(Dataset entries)
++++++++++++++++++++
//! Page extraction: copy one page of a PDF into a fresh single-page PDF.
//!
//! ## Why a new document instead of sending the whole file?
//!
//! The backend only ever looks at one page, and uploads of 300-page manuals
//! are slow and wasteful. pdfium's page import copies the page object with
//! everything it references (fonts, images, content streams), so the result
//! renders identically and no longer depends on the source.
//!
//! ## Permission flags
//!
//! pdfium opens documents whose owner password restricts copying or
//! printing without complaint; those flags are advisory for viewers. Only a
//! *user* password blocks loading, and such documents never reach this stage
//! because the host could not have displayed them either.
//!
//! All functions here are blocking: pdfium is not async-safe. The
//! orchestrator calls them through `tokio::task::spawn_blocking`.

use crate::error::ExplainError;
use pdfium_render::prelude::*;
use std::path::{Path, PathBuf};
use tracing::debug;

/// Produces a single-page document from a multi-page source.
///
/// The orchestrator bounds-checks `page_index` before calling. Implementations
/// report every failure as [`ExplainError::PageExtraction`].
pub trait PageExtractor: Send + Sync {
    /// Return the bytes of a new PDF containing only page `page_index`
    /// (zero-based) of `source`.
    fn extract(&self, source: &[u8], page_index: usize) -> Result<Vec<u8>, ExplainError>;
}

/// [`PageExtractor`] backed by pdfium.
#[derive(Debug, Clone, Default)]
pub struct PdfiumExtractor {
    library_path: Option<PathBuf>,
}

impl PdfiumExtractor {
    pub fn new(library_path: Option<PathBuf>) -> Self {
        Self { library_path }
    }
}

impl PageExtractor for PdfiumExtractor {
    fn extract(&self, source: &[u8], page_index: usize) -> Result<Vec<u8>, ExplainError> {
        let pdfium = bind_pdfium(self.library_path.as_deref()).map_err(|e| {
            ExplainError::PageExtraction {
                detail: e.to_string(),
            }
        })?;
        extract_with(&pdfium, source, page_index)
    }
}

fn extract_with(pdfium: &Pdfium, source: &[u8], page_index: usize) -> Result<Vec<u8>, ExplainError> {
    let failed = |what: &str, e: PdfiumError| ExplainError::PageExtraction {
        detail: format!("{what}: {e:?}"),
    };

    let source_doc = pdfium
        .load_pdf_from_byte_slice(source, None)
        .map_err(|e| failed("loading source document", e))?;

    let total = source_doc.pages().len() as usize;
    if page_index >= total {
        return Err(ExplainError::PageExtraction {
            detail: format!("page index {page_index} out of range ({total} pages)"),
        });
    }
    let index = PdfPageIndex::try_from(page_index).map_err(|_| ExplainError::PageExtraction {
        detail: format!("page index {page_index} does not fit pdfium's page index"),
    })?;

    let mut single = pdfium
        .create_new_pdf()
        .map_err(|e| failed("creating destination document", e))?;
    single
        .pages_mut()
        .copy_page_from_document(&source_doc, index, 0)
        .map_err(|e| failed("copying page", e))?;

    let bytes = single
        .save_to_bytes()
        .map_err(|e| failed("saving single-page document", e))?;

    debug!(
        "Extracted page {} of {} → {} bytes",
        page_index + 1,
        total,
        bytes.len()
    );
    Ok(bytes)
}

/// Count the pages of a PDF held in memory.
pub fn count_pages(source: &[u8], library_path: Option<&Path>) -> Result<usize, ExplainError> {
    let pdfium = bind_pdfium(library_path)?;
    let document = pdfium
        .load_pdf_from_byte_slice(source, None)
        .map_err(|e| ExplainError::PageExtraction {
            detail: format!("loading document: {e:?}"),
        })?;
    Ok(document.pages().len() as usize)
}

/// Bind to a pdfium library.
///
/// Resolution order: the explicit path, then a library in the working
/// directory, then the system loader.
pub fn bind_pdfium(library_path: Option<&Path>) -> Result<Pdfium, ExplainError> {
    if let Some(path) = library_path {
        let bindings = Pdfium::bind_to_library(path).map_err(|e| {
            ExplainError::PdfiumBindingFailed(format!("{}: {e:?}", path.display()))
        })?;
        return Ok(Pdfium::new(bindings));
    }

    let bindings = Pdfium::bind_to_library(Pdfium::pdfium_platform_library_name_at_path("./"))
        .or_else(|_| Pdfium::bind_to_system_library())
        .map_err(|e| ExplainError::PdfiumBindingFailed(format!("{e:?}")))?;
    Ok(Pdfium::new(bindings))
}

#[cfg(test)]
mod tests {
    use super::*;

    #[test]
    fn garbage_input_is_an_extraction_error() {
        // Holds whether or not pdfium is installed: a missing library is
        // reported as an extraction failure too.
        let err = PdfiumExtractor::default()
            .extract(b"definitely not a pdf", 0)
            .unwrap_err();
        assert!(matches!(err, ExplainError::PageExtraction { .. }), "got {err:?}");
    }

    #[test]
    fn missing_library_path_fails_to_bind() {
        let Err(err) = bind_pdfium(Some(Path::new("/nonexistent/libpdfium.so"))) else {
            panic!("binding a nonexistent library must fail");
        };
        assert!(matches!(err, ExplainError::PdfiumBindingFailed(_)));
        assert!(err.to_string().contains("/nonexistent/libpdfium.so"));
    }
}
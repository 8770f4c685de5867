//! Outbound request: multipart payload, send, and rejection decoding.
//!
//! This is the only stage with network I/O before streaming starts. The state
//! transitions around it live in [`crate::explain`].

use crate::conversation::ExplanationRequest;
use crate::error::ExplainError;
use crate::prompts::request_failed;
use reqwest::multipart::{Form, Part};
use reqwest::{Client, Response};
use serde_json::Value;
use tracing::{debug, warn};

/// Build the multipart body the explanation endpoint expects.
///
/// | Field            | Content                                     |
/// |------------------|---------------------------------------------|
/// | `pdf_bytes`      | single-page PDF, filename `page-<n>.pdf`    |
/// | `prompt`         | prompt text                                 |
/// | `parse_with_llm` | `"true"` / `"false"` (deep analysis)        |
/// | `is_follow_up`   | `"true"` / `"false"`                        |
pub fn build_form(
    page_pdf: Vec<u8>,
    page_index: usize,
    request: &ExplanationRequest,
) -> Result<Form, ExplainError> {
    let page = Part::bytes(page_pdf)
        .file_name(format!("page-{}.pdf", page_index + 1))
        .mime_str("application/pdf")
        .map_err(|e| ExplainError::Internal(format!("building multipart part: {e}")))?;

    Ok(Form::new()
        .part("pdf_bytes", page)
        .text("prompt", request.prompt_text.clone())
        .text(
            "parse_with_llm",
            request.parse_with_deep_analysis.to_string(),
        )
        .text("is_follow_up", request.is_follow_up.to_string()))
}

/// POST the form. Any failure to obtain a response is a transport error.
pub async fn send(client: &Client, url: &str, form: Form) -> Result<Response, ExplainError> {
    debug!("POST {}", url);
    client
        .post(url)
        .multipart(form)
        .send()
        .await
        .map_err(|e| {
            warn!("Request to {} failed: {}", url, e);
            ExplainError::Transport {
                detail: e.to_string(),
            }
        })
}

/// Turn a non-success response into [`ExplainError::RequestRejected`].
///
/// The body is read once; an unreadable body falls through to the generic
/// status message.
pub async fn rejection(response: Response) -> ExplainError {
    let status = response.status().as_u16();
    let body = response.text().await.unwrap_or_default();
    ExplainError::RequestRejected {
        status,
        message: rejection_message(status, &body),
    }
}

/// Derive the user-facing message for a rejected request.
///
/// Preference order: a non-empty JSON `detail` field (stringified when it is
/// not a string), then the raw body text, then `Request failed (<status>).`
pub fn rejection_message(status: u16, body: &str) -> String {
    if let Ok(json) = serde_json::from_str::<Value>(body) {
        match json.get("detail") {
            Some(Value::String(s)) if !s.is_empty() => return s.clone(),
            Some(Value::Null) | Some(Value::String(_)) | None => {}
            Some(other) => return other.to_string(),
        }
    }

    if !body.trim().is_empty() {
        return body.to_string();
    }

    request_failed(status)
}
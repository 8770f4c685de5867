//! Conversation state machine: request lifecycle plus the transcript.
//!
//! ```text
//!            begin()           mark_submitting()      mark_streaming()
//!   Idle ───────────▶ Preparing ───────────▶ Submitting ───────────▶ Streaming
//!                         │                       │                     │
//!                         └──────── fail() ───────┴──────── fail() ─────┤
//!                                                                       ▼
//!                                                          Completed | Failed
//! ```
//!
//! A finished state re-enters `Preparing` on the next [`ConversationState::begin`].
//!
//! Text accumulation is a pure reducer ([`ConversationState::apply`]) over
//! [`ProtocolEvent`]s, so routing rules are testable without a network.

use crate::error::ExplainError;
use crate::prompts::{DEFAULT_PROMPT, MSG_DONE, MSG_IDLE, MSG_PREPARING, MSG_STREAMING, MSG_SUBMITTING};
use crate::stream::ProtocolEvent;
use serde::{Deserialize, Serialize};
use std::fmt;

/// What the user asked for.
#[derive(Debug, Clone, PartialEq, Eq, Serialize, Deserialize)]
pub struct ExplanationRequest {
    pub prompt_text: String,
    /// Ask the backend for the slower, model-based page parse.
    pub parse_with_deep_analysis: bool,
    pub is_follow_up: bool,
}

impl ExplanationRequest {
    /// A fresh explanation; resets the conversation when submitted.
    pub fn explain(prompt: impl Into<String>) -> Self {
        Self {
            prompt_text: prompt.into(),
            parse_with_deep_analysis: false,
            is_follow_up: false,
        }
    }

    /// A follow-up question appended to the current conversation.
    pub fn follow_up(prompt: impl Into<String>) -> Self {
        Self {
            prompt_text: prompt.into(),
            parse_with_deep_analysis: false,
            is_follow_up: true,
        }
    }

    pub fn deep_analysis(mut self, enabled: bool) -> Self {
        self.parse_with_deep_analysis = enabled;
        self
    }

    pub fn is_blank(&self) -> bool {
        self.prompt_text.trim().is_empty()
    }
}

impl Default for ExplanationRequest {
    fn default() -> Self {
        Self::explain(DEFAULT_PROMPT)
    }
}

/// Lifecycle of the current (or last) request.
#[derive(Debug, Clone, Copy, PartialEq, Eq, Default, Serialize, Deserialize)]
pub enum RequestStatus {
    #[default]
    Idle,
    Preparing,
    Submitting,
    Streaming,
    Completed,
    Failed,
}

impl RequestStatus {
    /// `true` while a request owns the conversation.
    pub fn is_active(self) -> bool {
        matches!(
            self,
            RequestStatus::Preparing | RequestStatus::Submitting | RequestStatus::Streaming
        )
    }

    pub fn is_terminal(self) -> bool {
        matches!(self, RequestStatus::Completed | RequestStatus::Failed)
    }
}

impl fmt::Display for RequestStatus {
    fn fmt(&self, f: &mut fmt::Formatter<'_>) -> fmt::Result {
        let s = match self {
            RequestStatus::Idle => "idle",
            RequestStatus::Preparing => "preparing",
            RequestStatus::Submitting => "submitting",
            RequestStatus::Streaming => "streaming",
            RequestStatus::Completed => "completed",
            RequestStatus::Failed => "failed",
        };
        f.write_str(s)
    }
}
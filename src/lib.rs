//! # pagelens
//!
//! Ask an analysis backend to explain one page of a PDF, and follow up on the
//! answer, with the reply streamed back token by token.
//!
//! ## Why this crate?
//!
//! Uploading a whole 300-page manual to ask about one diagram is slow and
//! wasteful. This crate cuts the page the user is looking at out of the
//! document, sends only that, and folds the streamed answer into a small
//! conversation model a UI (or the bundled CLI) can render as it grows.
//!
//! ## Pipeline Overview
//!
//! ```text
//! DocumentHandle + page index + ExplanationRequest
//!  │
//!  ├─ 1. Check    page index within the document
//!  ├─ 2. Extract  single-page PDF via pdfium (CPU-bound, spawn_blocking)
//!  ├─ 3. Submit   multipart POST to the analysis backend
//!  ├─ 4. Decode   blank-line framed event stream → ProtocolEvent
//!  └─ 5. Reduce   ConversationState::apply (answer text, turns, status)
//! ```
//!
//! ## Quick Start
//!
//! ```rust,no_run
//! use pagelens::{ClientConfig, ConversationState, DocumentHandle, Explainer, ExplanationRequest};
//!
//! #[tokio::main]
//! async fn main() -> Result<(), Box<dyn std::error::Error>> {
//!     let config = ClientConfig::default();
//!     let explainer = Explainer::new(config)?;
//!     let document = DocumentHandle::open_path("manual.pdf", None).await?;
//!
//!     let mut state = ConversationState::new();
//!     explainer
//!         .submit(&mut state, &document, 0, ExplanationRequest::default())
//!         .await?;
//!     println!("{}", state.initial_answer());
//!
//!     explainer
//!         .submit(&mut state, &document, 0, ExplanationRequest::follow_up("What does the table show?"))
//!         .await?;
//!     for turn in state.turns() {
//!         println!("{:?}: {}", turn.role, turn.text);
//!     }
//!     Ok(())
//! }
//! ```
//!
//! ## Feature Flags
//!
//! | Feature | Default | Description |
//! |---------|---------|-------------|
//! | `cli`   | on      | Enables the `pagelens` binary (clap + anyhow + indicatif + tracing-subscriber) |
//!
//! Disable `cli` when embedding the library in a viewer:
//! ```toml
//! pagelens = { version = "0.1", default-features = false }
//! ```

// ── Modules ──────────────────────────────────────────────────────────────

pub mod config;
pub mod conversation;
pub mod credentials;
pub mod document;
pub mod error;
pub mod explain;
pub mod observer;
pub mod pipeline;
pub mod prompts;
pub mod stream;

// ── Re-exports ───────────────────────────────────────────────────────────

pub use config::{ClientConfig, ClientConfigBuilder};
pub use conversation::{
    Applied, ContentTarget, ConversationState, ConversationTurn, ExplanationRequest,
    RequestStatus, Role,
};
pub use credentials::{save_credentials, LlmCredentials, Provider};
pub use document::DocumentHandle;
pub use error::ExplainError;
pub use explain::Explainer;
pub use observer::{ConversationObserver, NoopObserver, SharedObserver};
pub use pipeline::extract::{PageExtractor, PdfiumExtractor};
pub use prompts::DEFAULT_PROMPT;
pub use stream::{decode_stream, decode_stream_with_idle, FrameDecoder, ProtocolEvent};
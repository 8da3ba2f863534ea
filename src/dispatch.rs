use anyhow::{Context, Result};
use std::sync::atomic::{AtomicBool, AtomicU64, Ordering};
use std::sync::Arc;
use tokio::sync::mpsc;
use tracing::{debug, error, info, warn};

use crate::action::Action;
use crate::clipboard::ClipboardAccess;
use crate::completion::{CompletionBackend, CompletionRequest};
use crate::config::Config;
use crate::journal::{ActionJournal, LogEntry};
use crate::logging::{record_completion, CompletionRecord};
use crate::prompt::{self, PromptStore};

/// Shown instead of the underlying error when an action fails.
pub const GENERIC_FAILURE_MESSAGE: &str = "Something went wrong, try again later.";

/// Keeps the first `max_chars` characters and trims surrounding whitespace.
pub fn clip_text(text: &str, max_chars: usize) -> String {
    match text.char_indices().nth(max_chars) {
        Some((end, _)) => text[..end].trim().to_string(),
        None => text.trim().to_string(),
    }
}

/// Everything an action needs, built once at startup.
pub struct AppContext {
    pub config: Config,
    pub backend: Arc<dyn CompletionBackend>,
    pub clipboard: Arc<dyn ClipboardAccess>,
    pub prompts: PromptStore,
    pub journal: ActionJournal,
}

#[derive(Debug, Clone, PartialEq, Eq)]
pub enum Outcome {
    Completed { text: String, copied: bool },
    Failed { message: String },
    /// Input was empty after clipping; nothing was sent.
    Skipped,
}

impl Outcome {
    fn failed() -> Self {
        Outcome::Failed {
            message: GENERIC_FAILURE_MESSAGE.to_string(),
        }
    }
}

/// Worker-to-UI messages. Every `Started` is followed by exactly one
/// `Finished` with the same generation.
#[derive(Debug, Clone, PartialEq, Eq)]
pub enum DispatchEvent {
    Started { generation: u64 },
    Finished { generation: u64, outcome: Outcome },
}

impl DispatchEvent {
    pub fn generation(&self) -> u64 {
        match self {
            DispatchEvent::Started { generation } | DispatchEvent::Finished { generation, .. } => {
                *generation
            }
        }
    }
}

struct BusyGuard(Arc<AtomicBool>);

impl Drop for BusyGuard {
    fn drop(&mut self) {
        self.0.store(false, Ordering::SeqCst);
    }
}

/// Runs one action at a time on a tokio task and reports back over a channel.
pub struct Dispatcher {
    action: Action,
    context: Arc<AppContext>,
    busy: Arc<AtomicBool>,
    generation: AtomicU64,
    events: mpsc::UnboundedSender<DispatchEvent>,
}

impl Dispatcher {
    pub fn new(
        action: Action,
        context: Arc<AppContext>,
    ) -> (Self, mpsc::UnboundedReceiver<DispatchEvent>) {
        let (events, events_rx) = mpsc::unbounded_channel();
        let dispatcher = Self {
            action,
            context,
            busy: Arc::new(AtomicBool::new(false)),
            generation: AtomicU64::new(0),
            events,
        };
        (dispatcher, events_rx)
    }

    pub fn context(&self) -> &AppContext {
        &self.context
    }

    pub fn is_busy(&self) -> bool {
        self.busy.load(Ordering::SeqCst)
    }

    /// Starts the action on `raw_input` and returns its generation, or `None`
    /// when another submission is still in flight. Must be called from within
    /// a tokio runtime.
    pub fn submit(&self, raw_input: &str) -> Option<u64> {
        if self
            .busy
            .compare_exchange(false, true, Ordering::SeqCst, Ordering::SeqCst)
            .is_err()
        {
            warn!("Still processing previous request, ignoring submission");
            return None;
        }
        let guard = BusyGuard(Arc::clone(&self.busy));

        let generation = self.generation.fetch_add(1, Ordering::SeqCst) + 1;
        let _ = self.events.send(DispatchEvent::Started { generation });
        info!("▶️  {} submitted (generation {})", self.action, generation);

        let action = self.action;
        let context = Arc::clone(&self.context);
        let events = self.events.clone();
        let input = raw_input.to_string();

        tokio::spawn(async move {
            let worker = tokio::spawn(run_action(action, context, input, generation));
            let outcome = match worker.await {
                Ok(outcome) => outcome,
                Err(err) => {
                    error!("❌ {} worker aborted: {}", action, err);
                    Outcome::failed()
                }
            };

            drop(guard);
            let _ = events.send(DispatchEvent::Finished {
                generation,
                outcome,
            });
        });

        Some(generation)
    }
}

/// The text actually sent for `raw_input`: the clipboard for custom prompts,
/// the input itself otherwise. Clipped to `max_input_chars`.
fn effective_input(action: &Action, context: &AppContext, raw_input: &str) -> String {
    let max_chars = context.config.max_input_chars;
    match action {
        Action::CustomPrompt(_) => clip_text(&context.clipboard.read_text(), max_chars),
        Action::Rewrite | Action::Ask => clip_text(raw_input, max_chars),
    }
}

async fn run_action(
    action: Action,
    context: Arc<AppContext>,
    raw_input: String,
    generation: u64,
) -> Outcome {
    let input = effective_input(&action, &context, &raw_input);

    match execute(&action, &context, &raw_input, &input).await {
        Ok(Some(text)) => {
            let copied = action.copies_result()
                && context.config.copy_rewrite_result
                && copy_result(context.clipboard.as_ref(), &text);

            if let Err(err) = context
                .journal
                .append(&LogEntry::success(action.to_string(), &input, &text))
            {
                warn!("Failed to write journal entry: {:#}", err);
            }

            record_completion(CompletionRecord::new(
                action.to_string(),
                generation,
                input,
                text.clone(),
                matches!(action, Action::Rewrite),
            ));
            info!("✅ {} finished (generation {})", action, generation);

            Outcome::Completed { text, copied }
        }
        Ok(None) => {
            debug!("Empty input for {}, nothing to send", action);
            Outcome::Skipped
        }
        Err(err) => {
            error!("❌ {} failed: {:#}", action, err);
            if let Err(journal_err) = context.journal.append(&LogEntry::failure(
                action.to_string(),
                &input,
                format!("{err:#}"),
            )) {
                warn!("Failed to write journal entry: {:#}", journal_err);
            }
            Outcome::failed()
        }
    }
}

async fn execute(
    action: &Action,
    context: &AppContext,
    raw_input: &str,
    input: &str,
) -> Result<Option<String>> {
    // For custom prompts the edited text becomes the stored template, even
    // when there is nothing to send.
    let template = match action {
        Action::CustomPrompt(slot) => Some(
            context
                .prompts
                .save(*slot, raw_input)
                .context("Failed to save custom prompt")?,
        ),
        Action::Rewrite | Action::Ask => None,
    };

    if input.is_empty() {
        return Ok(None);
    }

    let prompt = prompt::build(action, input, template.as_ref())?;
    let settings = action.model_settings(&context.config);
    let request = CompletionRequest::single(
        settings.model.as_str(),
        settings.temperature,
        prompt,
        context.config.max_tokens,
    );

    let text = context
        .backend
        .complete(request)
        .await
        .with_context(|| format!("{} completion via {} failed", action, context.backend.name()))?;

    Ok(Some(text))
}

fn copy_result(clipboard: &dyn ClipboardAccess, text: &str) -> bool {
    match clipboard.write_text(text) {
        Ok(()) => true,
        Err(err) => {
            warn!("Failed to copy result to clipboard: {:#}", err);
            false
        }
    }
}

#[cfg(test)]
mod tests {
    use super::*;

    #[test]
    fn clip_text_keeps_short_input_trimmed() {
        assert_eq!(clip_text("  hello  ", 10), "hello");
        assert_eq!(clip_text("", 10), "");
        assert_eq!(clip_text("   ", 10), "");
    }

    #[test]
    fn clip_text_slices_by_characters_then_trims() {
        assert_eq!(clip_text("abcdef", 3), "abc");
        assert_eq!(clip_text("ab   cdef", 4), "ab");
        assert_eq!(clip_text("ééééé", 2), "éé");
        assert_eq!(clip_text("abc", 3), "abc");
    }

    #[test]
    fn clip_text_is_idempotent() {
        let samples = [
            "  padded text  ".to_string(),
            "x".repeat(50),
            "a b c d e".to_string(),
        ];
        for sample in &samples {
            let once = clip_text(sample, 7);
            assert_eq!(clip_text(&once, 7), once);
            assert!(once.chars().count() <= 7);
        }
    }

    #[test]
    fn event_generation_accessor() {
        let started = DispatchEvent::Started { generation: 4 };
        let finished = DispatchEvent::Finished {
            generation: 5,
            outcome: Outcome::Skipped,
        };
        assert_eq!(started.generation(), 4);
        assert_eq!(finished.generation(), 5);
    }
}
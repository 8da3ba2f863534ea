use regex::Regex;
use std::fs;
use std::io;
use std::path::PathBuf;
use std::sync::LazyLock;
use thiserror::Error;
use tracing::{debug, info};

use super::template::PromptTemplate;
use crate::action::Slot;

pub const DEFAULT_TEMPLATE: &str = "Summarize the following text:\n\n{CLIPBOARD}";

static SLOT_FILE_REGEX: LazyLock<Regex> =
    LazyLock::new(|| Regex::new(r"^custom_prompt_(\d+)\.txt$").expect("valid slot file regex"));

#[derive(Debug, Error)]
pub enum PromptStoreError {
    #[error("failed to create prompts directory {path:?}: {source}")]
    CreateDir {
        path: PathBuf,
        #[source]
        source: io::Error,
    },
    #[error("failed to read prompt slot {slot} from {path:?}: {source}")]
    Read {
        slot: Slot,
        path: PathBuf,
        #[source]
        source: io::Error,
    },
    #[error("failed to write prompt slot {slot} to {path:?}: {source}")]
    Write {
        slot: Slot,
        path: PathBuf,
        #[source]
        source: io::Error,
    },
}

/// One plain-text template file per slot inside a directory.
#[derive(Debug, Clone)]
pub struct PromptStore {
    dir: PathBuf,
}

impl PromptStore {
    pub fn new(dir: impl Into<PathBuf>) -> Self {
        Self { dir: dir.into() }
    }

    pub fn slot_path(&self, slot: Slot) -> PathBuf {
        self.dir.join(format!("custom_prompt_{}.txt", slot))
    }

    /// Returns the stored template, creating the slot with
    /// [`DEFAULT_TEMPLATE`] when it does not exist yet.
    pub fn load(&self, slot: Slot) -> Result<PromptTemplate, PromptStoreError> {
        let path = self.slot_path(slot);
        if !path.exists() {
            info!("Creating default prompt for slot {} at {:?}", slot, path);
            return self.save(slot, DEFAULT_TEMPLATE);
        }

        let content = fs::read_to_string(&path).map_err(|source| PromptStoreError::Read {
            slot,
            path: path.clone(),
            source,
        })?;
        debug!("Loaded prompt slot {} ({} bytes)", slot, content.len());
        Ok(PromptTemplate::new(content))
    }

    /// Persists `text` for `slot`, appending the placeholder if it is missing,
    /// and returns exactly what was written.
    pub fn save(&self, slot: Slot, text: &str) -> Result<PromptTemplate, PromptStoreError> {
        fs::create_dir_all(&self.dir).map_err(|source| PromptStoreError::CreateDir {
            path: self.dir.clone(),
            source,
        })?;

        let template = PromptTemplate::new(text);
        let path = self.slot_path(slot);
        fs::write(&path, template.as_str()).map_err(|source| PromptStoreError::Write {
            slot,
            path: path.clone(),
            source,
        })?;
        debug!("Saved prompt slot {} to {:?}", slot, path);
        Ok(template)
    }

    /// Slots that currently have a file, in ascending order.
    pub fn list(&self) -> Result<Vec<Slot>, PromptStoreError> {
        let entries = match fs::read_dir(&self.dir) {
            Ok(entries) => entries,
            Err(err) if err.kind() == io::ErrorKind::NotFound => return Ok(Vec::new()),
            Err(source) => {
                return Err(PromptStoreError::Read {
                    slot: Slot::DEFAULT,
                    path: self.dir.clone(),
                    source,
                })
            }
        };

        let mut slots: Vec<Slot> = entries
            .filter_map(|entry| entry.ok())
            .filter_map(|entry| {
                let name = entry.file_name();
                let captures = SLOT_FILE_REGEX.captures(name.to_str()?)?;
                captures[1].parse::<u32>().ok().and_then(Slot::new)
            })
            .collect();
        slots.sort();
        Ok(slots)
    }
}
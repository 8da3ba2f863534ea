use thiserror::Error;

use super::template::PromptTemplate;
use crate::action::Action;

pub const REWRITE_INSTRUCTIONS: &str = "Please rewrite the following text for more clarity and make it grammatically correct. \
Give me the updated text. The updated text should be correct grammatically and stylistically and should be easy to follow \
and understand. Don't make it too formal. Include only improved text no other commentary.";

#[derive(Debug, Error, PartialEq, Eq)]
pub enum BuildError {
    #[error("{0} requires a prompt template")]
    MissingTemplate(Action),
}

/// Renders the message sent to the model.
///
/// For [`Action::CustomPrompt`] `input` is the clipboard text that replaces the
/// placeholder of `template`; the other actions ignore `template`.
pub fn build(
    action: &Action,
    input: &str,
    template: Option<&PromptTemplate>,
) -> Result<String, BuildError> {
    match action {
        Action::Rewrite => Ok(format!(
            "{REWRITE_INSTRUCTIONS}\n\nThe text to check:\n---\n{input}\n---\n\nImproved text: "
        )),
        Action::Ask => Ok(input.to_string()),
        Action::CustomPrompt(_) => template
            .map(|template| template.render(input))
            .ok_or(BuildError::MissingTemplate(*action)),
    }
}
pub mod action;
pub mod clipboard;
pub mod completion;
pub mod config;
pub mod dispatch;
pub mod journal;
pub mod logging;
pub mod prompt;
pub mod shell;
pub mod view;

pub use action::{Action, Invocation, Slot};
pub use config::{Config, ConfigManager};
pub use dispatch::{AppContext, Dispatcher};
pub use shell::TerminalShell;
++++++++++++++++++++
◆ The problem
Sift through the entries and copy every line with "enum".

◆ Reply to the exercise
pub enum RequestStatus {
pub enum Outcome {
pub enum DispatchEvent {
pub enum PromptStoreError {
pub enum BuildError {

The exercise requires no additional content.